Wednesday, June 17, 2015

Here We Go Again...


The 2014/2015 school year is officially over, and I once again find myself without a job for the fall. Yes, this is apparently becoming a yearly ritual for me. Last year, the school at which I was employed shut down; this year, the two campuses of the school at which I was employed consolidated, fewer teachers were needed, and I was the last one hired - and therefore, the first to go. Fortunately, I anticipated this situation, and I began applying for new jobs for next school year about a month ago.

So far, I have had a handful of interviews. Now that I have four years of experience (1.5 of which were full time) under my belt, I am receiving more calls for interviews than ever before. No job offers yet, but I have made two second-round interviews as of today, which is much better luck than I had applying for jobs last year at this time. I know that most schools do their hiring around August, so I will just be patient, enjoy my summer, and keep applying. My co-workers at the job I am leaving have been nothing but supportive, and the principal, dean, and math teacher have offered to write me glowing letters of recommendation. For this, I am truly thankful.

Right now, I am feeling conflicted. On one hand, I am optimistic about finding work for the fall (and maybe I should be much more worried, since I will have neither a salary nor insurance after early August if I am not employed.) Maybe that work will be in a different area of Michigan or in another state.
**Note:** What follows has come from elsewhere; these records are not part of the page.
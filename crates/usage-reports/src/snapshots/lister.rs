//! Paginated snapshot listing.

use std::num::NonZeroUsize;

use tracing::{debug, instrument};

use super::flatten::{flatten_snapshot, FlatRow};
use super::SnapshotListError;
use crate::client::{GetReportsSnapshotOptions, SnapshotListSnapshotsItem, SnapshotSource};

/// Parameters for one snapshot read.
#[derive(Debug, Clone, Default, PartialEq, Eq)]
pub struct SnapshotQuery {
    pub account_id: String,
    /// Month in `yyyy-mm` form. Validated by the API, not here.
    pub month: String,
    /// Epoch millis.
    pub date_from: Option<i64>,
    /// Epoch millis.
    pub date_to: Option<i64>,
}

impl SnapshotQuery {
    #[must_use]
    pub fn new(account_id: impl Into<String>, month: impl Into<String>) -> Self {
        Self {
            account_id: account_id.into(),
            month: month.into(),
            date_from: None,
            date_to: None,
        }
    }

    #[must_use]
    pub fn with_date_from(mut self, date_from: i64) -> Self {
        self.date_from = Some(date_from);
        self
    }

    #[must_use]
    pub fn with_date_to(mut self, date_to: i64) -> Self {
        self.date_to = Some(date_to);
        self
    }

    fn page_options(&self, limit: Option<u32>, start: &str) -> GetReportsSnapshotOptions {
        let mut options = GetReportsSnapshotOptions::new(&self.account_id, &self.month);
        options.date_from = self.date_from;
        options.date_to = self.date_to;
        options.limit = limit;
        if !start.is_empty() {
            options.start = Some(start.to_string());
        }
        options
    }
}

/// Walks every page of the snapshot listing for a query.
///
/// Pages are fetched one at a time, in order, until the server stops
/// returning a continuation token.
#[derive(Debug, Clone, Copy, Default)]
pub struct SnapshotLister {
    page_limit: Option<u32>,
    max_pages: Option<NonZeroUsize>,
}

impl SnapshotLister {
    #[must_use]
    pub fn new() -> Self {
        Self::default()
    }

    /// Page size requested from the server.
    #[must_use]
    pub fn with_page_limit(mut self, limit: Option<u32>) -> Self {
        self.page_limit = limit;
        self
    }

    /// Fail instead of requesting more than `max` pages.
    #[must_use]
    pub fn with_max_pages(mut self, max: Option<NonZeroUsize>) -> Self {
        self.max_pages = max;
        self
    }

    /// Fetch every snapshot for `query`, in server order.
    ///
    /// # Errors
    ///
    /// Returns [`SnapshotListError::Api`] if any page request fails; records
    /// from earlier pages are dropped. Returns
    /// [`SnapshotListError::PageLimitExceeded`] if the configured bound is hit.
    #[instrument(skip(self, source), fields(account_id = %query.account_id, month = %query.month))]
    pub async fn fetch_all(
        &self,
        source: &dyn SnapshotSource,
        query: &SnapshotQuery,
    ) -> Result<Vec<SnapshotListSnapshotsItem>, SnapshotListError> {
        let mut snapshots = Vec::new();
        let mut next_ref = String::new();
        let mut page = 0_usize;

        loop {
            if self.max_pages.is_some_and(|max| page >= max.get()) {
                return Err(SnapshotListError::PageLimitExceeded {
                    max_pages: page,
                });
            }
            page += 1;

            let options = query.page_options(self.page_limit, &next_ref);
            let response = match source.get_reports_snapshot(&options).await {
                Ok(response) => response,
                Err(source) => {
                    debug!(page, error = %source, "GetReportsSnapshot failed");
                    return Err(SnapshotListError::Api { page, source });
                }
            };

            if let Some(items) = response.snapshots {
                snapshots.extend(items);
            }

            match response.next.and_then(|next| next.offset) {
                Some(offset) if !offset.is_empty() => next_ref = offset,
                _ => break,
            }
        }

        debug!(pages = page, snapshots = snapshots.len(), "Snapshot listing complete");
        Ok(snapshots)
    }

    /// Fetch and flatten every snapshot for `query`.
    ///
    /// # Errors
    ///
    /// Everything [`Self::fetch_all`] returns, plus
    /// [`SnapshotListError::NotFound`] when no snapshots exist and
    /// [`SnapshotListError::Conversion`] when a record cannot be flattened.
    pub async fn list(
        &self,
        source: &dyn SnapshotSource,
        query: &SnapshotQuery,
    ) -> Result<Vec<FlatRow>, SnapshotListError> {
        let snapshots = self.fetch_all(source, query).await?;

        if snapshots.is_empty() {
            return Err(SnapshotListError::NotFound {
                account_id: query.account_id.clone(),
            });
        }

        snapshots.iter().map(flatten_snapshot).collect()
    }
}

#[cfg(test)]
mod tests {
    use super::*;
    use crate::client::{ClientError, SnapshotList, SnapshotListNext};
    use async_trait::async_trait;
    use std::collections::VecDeque;
    use std::sync::Mutex;

    /// Replays scripted pages and records every request.
    #[derive(Default)]
    struct ScriptedSource {
        pages: Mutex<VecDeque<Result<SnapshotList, ClientError>>>,
        requests: Mutex<Vec<GetReportsSnapshotOptions>>,
    }

    impl ScriptedSource {
        fn new(pages: Vec<Result<SnapshotList, ClientError>>) -> Self {
            Self {
                pages: Mutex::new(pages.into()),
                requests: Mutex::default(),
            }
        }

        fn requests(&self) -> Vec<GetReportsSnapshotOptions> {
            self.requests.lock().unwrap().clone()
        }
    }

    #[async_trait]
    impl SnapshotSource for ScriptedSource {
        async fn get_reports_snapshot(
            &self,
            options: &GetReportsSnapshotOptions,
        ) -> Result<SnapshotList, ClientError> {
            self.requests.lock().unwrap().push(options.clone());
            self.pages
                .lock()
                .unwrap()
                .pop_front()
                .unwrap_or_else(|| Ok(SnapshotList::default()))
        }
    }

    fn snapshot(id: &str) -> SnapshotListSnapshotsItem {
        SnapshotListSnapshotsItem {
            account_id: Some("acc-123".into()),
            snapshot_id: Some(id.into()),
            ..Default::default()
        }
    }

    fn page(ids: &[&str], offset: Option<&str>) -> Result<SnapshotList, ClientError> {
        Ok(SnapshotList {
            count: Some(ids.len() as i64),
            snapshots: Some(ids.iter().map(|id| snapshot(id)).collect()),
            next: offset.map(|o| SnapshotListNext {
                href: None,
                offset: Some(o.to_string()),
            }),
            ..Default::default()
        })
    }

    fn ids(rows: &[FlatRow]) -> Vec<&str> {
        rows.iter()
            .map(|r| r["snapshot_id"].as_str().unwrap())
            .collect()
    }

    fn query() -> SnapshotQuery {
        SnapshotQuery::new("acc-123", "2024-05")
    }

    #[tokio::test]
    async fn test_single_page_two_records() {
        let source = ScriptedSource::new(vec![page(&["a", "b"], None)]);
        let rows = SnapshotLister::new().list(&source, &query()).await.unwrap();

        assert_eq!(ids(&rows), vec!["a", "b"]);
        assert_eq!(source.requests().len(), 1);
    }

    #[tokio::test]
    async fn test_follows_continuation_token() {
        let source = ScriptedSource::new(vec![page(&["a"], Some("tok1")), page(&["b"], None)]);
        let rows = SnapshotLister::new().list(&source, &query()).await.unwrap();

        assert_eq!(ids(&rows), vec!["a", "b"]);
        let requests = source.requests();
        assert_eq!(requests.len(), 2);
        assert_eq!(requests[0].start, None);
        assert_eq!(requests[1].start.as_deref(), Some("tok1"));
        assert_eq!(requests[1].account_id, "acc-123");
        assert_eq!(requests[1].month, "2024-05");
    }

    #[tokio::test]
    async fn test_concatenates_many_pages_in_order() {
        let source = ScriptedSource::new(vec![
            page(&["a", "b"], Some("t1")),
            page(&[], Some("t2")),
            page(&["c"], Some("t3")),
            page(&["d", "e"], None),
        ]);
        let rows = SnapshotLister::new().list(&source, &query()).await.unwrap();

        assert_eq!(ids(&rows), vec!["a", "b", "c", "d", "e"]);
        assert_eq!(source.requests().len(), 4);
    }

    #[tokio::test]
    async fn test_stops_on_empty_offset() {
        let source = ScriptedSource::new(vec![page(&["a"], Some("")), page(&["b"], None)]);
        let rows = SnapshotLister::new().list(&source, &query()).await.unwrap();

        assert_eq!(ids(&rows), vec!["a"]);
        assert_eq!(source.requests().len(), 1);
    }

    #[tokio::test]
    async fn test_stops_when_next_has_no_offset() {
        let mut first = page(&["a"], None).unwrap();
        first.next = Some(SnapshotListNext {
            href: Some("/v1/billing-reports-snapshots".into()),
            offset: None,
        });
        let source = ScriptedSource::new(vec![Ok(first), page(&["b"], None)]);
        let rows = SnapshotLister::new().list(&source, &query()).await.unwrap();

        assert_eq!(ids(&rows), vec!["a"]);
        assert_eq!(source.requests().len(), 1);
    }

    #[tokio::test]
    async fn test_empty_result_is_not_found() {
        let source = ScriptedSource::new(vec![page(&[], None)]);
        let err = SnapshotLister::new().list(&source, &query()).await.unwrap_err();

        assert!(matches!(err, SnapshotListError::NotFound { .. }));
        assert_eq!(err.to_string(), "no snapshots found for account: acc-123");
    }

    #[tokio::test]
    async fn test_missing_snapshots_field_is_not_found() {
        let source = ScriptedSource::new(vec![Ok(SnapshotList::default())]);
        let err = SnapshotLister::new().list(&source, &query()).await.unwrap_err();
        assert!(matches!(err, SnapshotListError::NotFound { .. }));
    }

    #[tokio::test]
    async fn test_failure_on_second_page_aborts() {
        let source = ScriptedSource::new(vec![
            page(&["a"], Some("t1")),
            Err(ClientError::Api {
                status: 500,
                message: "boom".into(),
            }),
            page(&["c"], None),
        ]);
        let err = SnapshotLister::new().list(&source, &query()).await.unwrap_err();

        match err {
            SnapshotListError::Api { page, source: inner } => {
                assert_eq!(page, 2);
                assert!(inner.to_string().contains("boom"));
            }
            other => panic!("unexpected error: {other}"),
        }
        assert_eq!(source.requests().len(), 2);
    }

    #[tokio::test]
    async fn test_date_window_passed_only_when_set() {
        let source = ScriptedSource::new(vec![page(&["a"], Some("t1")), page(&["b"], None)]);
        let query = query().with_date_from(1_714_521_600_000);
        SnapshotLister::new()
            .with_page_limit(Some(10))
            .list(&source, &query)
            .await
            .unwrap();

        for request in source.requests() {
            assert_eq!(request.date_from, Some(1_714_521_600_000));
            assert_eq!(request.date_to, None);
            assert_eq!(request.limit, Some(10));
        }
    }

    #[tokio::test]
    async fn test_max_pages_bound() {
        let source = ScriptedSource::new(vec![
            page(&["a"], Some("t1")),
            page(&["b"], Some("t2")),
            page(&["c"], Some("t3")),
        ]);
        let err = SnapshotLister::new()
            .with_max_pages(NonZeroUsize::new(2))
            .list(&source, &query())
            .await
            .unwrap_err();

        assert!(matches!(
            err,
            SnapshotListError::PageLimitExceeded { max_pages: 2 }
        ));
        assert_eq!(source.requests().len(), 2);
    }

    #[tokio::test]
    async fn test_max_pages_not_hit_when_server_stops() {
        let source = ScriptedSource::new(vec![page(&["a"], Some("t1")), page(&["b"], None)]);
        let rows = SnapshotLister::new()
            .with_max_pages(NonZeroUsize::new(2))
            .list(&source, &query())
            .await
            .unwrap();
        assert_eq!(rows.len(), 2);
    }

    #[tokio::test]
    async fn test_max_pages_of_one_fetches_first_page() {
        let source = ScriptedSource::new(vec![page(&["a"], None)]);
        let rows = SnapshotLister::new()
            .with_max_pages(NonZeroUsize::new(1))
            .list(&source, &query())
            .await
            .unwrap();
        assert_eq!(rows.len(), 1);
        assert_eq!(source.requests().len(), 1);
    }
}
Maybe it will be the start of a new chapter of my life; I think I'm due for a new, positive chapter after the stresses of the last couple of years. All I know is that I care about kids and teens, enjoy educating them, and want to continue doing that in the years to come.
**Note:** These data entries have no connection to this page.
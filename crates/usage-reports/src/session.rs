//! Client session: an authenticated snapshot source plus the caller's account.

use std::sync::Arc;

use async_trait::async_trait;
use thiserror::Error;
use tracing::debug;

use crate::client::{ClientError, IamAuthenticator, SnapshotSource, UsageReportsClient};
use crate::config::UsageReportsConfig;

/// Errors raised while establishing a session.
#[derive(Debug, Error)]
pub enum SessionError {
    /// No account identifier is configured.
    #[error("account ID is not configured (set IC_ACCOUNT_ID)")]
    MissingAccountId,

    /// Neither an API key nor a bearer token is configured.
    #[error("no credentials configured (set IC_API_KEY or IC_IAM_TOKEN)")]
    MissingCredentials,

    /// Building the client or exchanging credentials failed.
    #[error(transparent)]
    Client(#[from] ClientError),
}

/// Source of the client and account context for a read.
///
/// Passed into the lister explicitly; there is no process-wide session.
#[async_trait]
pub trait ClientSession: Send + Sync {
    /// Authenticated Usage Reports client.
    ///
    /// # Errors
    ///
    /// Returns an error if credentials are missing or rejected.
    async fn usage_reports(&self) -> Result<Arc<dyn SnapshotSource>, SessionError>;

    /// Account the caller is acting for.
    ///
    /// # Errors
    ///
    /// Returns an error if no account is known.
    fn account_id(&self) -> Result<String, SessionError>;
}

/// Session backed by [`UsageReportsConfig`].
#[derive(Debug, Clone)]
pub struct ConfigSession {
    config: UsageReportsConfig,
}

impl ConfigSession {
    #[must_use]
    pub fn new(config: UsageReportsConfig) -> Self {
        Self { config }
    }

    async fn bearer_token(&self) -> Result<String, SessionError> {
        if let Some(token) = &self.config.bearer_token {
            debug!("Using configured IAM bearer token");
            return Ok(token.clone());
        }

        let api_key = self
            .config
            .api_key
            .as_deref()
            .ok_or(SessionError::MissingCredentials)?;
        let mut authenticator = IamAuthenticator::new(api_key)?;
        if let Some(iam_url) = &self.config.iam_url {
            authenticator = authenticator.with_iam_url(iam_url.clone());
        }
        Ok(authenticator.request_token().await?)
    }
}

#[async_trait]
impl ClientSession for ConfigSession {
    async fn usage_reports(&self) -> Result<Arc<dyn SnapshotSource>, SessionError> {
        let token = self.bearer_token().await?;

        let mut builder = UsageReportsClient::builder(token);
        if let Some(base_url) = &self.config.base_url {
            builder = builder.base_url(base_url.clone());
        }
        if let Some(timeout) = self.config.timeout {
            builder = builder.timeout(timeout);
        }

        Ok(Arc::new(builder.build()?))
    }

    fn account_id(&self) -> Result<String, SessionError> {
        self.config
            .account_id
            .clone()
            .ok_or(SessionError::MissingAccountId)
    }
}
//! The `ibm_billing_snapshot_list` data source read.

use chrono::Utc;
use serde::{Deserialize, Serialize};
use tracing::{info, instrument};

use super::flatten::FlatRow;
use super::lister::{SnapshotLister, SnapshotQuery};
use super::SnapshotListError;
use crate::session::ClientSession;

/// User-supplied arguments.
#[derive(Debug, Clone, Default, PartialEq, Eq, Serialize, Deserialize)]
pub struct BillingSnapshotListArgs {
    /// Month in `yyyy-mm` form.
    pub month: String,
    /// Epoch millis.
    #[serde(default, skip_serializing_if = "Option::is_none")]
    pub date_from: Option<i64>,
    /// Epoch millis.
    #[serde(default, skip_serializing_if = "Option::is_none")]
    pub date_to: Option<i64>,
}

/// State produced by a successful read.
#[derive(Debug, Clone, PartialEq, Serialize, Deserialize)]
pub struct BillingSnapshotListState {
    /// Wall-clock time of the read; differs on every read.
    pub id: String,
    pub month: String,
    #[serde(default, skip_serializing_if = "Option::is_none")]
    pub date_from: Option<i64>,
    #[serde(default, skip_serializing_if = "Option::is_none")]
    pub date_to: Option<i64>,
    /// Declared by the schema but never set by the read.
    #[serde(default, skip_serializing_if = "Option::is_none")]
    pub snapshotcount: Option<i64>,
    pub snapshots: Vec<FlatRow>,
}

/// Reads billing report snapshots for the session's account.
#[derive(Debug, Clone, Copy, Default)]
pub struct BillingSnapshotListDataSource {
    lister: SnapshotLister,
}

impl BillingSnapshotListDataSource {
    #[must_use]
    pub fn new(lister: SnapshotLister) -> Self {
        Self { lister }
    }

    /// Read every snapshot for `args` through `session`.
    ///
    /// # Errors
    ///
    /// Session failures are returned unchanged; see [`SnapshotLister::list`]
    /// for the rest.
    #[instrument(skip(self, session), fields(month = %args.month))]
    pub async fn read(
        &self,
        session: &dyn ClientSession,
        args: &BillingSnapshotListArgs,
    ) -> Result<BillingSnapshotListState, SnapshotListError> {
        let client = session.usage_reports().await?;
        let account_id = session.account_id()?;

        let mut query = SnapshotQuery::new(account_id, args.month.clone());
        query.date_from = args.date_from;
        query.date_to = args.date_to;

        let snapshots = self.lister.list(client.as_ref(), &query).await?;
        info!(
            account_id = %query.account_id,
            snapshots = snapshots.len(),
            "Read billing snapshots"
        );

        Ok(BillingSnapshotListState {
            id: Utc::now().to_string(),
            month: args.month.clone(),
            date_from: args.date_from,
            date_to: args.date_to,
            snapshotcount: None,
            snapshots,
        })
    }
}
On the other hand, though, this field is so unstable. I'm in my mid-20s now, and I need to be saving up for retirement. I am not married, I do not have children, and now would be the perfect time to go back to school so I can earn a degree in a field in which I can make a more substantial amount of money. So many of my classmates from my teacher education master's program have already left the field because of the working conditions, and in many ways, I don't blame them. We can all say that we do this for the kids, which most of us do (we ALL should!), but there comes a point when a lot of us realize that the stresses of the profession are too much. As much as it pains me to say this, there comes a point when we have to think of ourselves. The worst part is that under these conditions, students are losing quality teachers because many quality teachers do not want to stay in such an unstable profession, which ultimately sets amazing, capable young students up for failure. Such a tragedy for all parties involved...
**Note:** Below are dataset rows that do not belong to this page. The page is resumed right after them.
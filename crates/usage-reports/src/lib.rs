//! Billing report snapshot listing for the IBM Cloud Usage Reports API.
//!
//! This crate reads the billing report snapshots captured for an account in a
//! given month and flattens them into rows for the
//! `ibm_billing_snapshot_list` data source:
//!
//! - **Client** - Usage Reports v4 snapshots endpoint and IAM token exchange
//! - **Session** - authenticated client plus the caller's account ID
//! - **Snapshots** - pagination, flattening, schema, and the data source read
//!
//! ## Quick Start
//!
//! ```rust,ignore
//! use usage_reports::config::UsageReportsConfig;
//! use usage_reports::session::ConfigSession;
//! use usage_reports::snapshots::{
//!     BillingSnapshotListArgs, BillingSnapshotListDataSource, SnapshotLister,
//! };
//!
//! #[tokio::main]
//! async fn main() -> anyhow::Result<()> {
//!     // IC_API_KEY and IC_ACCOUNT_ID from the environment
//!     let config = UsageReportsConfig::from_env()?;
//!     let lister = SnapshotLister::new()
//!         .with_page_limit(config.page_limit)
//!         .with_max_pages(config.max_pages);
//!     let session = ConfigSession::new(config);
//!
//!     let state = BillingSnapshotListDataSource::new(lister)
//!         .read(&session, &BillingSnapshotListArgs {
//!             month: "2024-05".into(),
//!             ..Default::default()
//!         })
//!         .await?;
//!
//!     for row in &state.snapshots {
//!         println!("{}", serde_json::to_string(row)?);
//!     }
//!     Ok(())
//! }
//! ```
//!
//! ## Pagination
//!
//! Pages are requested one after another, each carrying the previous page's
//! `next.offset` as `_start`, until the server omits the offset or returns an
//! empty one. A failed page aborts the whole read. An empty result is an
//! error, not an empty list.

pub mod client;
pub mod config;
pub mod session;
pub mod snapshots;

pub use client::{ClientError, SnapshotSource, UsageReportsClient};
pub use config::UsageReportsConfig;
pub use session::{ClientSession, ConfigSession, SessionError};
pub use snapshots::{
    BillingSnapshotListArgs, BillingSnapshotListDataSource, BillingSnapshotListState, FlatRow,
    SnapshotListError, SnapshotLister, SnapshotQuery,
};
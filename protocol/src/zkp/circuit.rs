//! # Solvency R1CS Circuit
//!
//! The statement proved inside the Groth16 SNARK:
//!
//! ```text
//! "I know `value` such that value >= threshold",
//! bound to a context and to the claim `is_solvent = 1`.
//! ```
//!
//! ## Constraint breakdown
//!
//! ### Range check (value >= threshold)
//!
//! Let `delta = value - threshold`. We bit-decompose `delta` into
//! [`RANGE_BITS`] (248) bits and enforce:
//!
//! 1. Each bit `b_i` is boolean: `b_i * (1 - b_i) = 0`.
//! 2. `sum(b_i * 2^i) = delta`.
//!
//! `2^248` is far below the BN254 scalar modulus (~`2^254`), so a negative
//! `delta` wraps to a field element around `2^254` that has no 248-bit
//! decomposition. A satisfied system therefore implies
//! `0 <= delta < 2^248` in the integers, provided both inputs fit in 248
//! bits (checked before the circuit is ever built).
//!
//! ### The public claim
//!
//! `is_solvent` is a public boolean constrained to `true`. A verifier that
//! is handed a proof with the flag flipped to `false` evaluates the pairing
//! equation on a different public input and rejects it.
//!
//! ### Context binding
//!
//! `context_binding` is the hash-to-field of the context address (zero if
//! unbound). Groth16 only binds public inputs that appear in a constraint,
//! so it is squared once; the result is otherwise unused.
//!
//! Total: ~248 (boolean) + 1 (sum) + 2 (claim) + 1 (binding) constraints.
//!
//! ## Public inputs (in order)
//!
//! | index | value |
//! |-------|-------|
//! | 0     | `threshold` |
//! | 1     | `is_solvent` (1 or 0) |
//! | 2     | `context_binding` |

use ark_bn254::Fr;
use ark_ff::{One, PrimeField, Zero};
use ark_r1cs_std::{
    alloc::AllocVar,
    boolean::Boolean,
    eq::EqGadget,
    fields::{fp::FpVar, FieldVar},
};
use ark_relations::r1cs::{ConstraintSynthesizer, ConstraintSystemRef, SynthesisError};

use super::RANGE_BITS;

// ---------------------------------------------------------------------------
// Circuit definition
// ---------------------------------------------------------------------------

/// Groth16 R1CS circuit proving `value >= threshold`.
///
/// Witness and input slots are `Option<_>` so the blank circuit can be used
/// for key generation.
#[derive(Clone, Default)]
pub struct SolvencyCircuit {
    // -- Private witness ----------------------------------------------------
    pub value: Option<Fr>,

    // -- Public inputs ------------------------------------------------------
    pub threshold: Option<Fr>,
    pub context_binding: Option<Fr>,
}

impl SolvencyCircuit {
    /// A fully populated circuit for proving.
    pub fn new(value: Fr, threshold: Fr, context_binding: Fr) -> Self {
        Self {
            value: Some(value),
            threshold: Some(threshold),
            context_binding: Some(context_binding),
        }
    }

    /// A blank circuit for CRS generation. Same topology, no witness.
    pub fn blank() -> Self {
        Self::default()
    }
}

// ---------------------------------------------------------------------------
// Constraint synthesizer
// ---------------------------------------------------------------------------

impl ConstraintSynthesizer<Fr> for SolvencyCircuit {
    fn generate_constraints(self, cs: ConstraintSystemRef<Fr>) -> Result<(), SynthesisError> {
        // ===================================================================
        // 1. Public inputs, in the order the verifier supplies them
        // ===================================================================

        let threshold_var = FpVar::<Fr>::new_input(ark_relations::ns!(cs, "threshold"), || {
            self.threshold.ok_or(SynthesisError::AssignmentMissing)
        })?;

        let is_solvent_var =
            Boolean::<Fr>::new_input(ark_relations::ns!(cs, "is_solvent"), || Ok(true))?;
        is_solvent_var.enforce_equal(&Boolean::TRUE)?;

        let binding_var =
            FpVar::<Fr>::new_input(ark_relations::ns!(cs, "context_binding"), || {
                self.context_binding.ok_or(SynthesisError::AssignmentMissing)
            })?;
        let _binding_sq = binding_var.square()?;

        // ===================================================================
        // 2. Private witness
        // ===================================================================

        let value_var = FpVar::<Fr>::new_witness(ark_relations::ns!(cs, "value"), || {
            self.value.ok_or(SynthesisError::AssignmentMissing)
        })?;

        // ===================================================================
        // 3. Range check: delta = value - threshold in [0, 2^RANGE_BITS)
        // ===================================================================

        let delta_var = &value_var - &threshold_var;
        let delta_bits = delta_to_bits(self.value, self.threshold);

        let mut reconstructed = FpVar::<Fr>::zero();
        let mut power_of_two = FpVar::<Fr>::one();
        let two = FpVar::<Fr>::constant(Fr::from(2u64));

        for i in 0..RANGE_BITS {
            let bit = Boolean::<Fr>::new_witness(ark_relations::ns!(cs, "delta_bit"), || {
                delta_bits
                    .as_ref()
                    .map(|bits| bits[i])
                    .ok_or(SynthesisError::AssignmentMissing)
            })?;

            reconstructed += FpVar::<Fr>::from(bit) * &power_of_two;
            power_of_two *= &two;
        }

        reconstructed.enforce_equal(&delta_var)?;

        Ok(())
    }
}

// ---------------------------------------------------------------------------
// Helpers
// ---------------------------------------------------------------------------

/// Little-endian bits of `value - threshold`, truncated to `RANGE_BITS`.
/// `None` in key-generation mode.
fn delta_to_bits(value: Option<Fr>, threshold: Option<Fr>) -> Option<Vec<bool>> {
    let delta = value? - threshold?;

    let bigint = delta.into_bigint();
    let bits: Vec<bool> = bigint
        .0
        .iter()
        .flat_map(|limb| (0..64).map(move |i| (limb >> i) & 1 == 1))
        .take(RANGE_BITS)
        .collect();

    Some(bits)
}

/// The public input vector, in `generate_constraints` allocation order.
pub fn public_inputs(threshold: Fr, is_solvent: bool, context_binding: Fr) -> Vec<Fr> {
    let flag = if is_solvent { Fr::one() } else { Fr::zero() };
    vec![threshold, flag, context_binding]
}

// ---------------------------------------------------------------------------
// Tests
// ---------------------------------------------------------------------------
...But alas, I am trying not to think about this harsh reality. For now, that is. I need a break now more than ever before. This summer, I plan to relax and explore my own hobbies, talents, and strengths. It has truly been a while since I have taken the time to relax and be me - and maybe figure out who, exactly, that person is. I will continue to apply for full-time jobs in teaching and to see where that leads, but I am also applying for full-time jobs in other fields for the sake of exploring other opportunities to use my gifts and talents for the benefit of the greater good of humanity. (Too optimistic?)

Bring it on, life, you unpredictable little beast!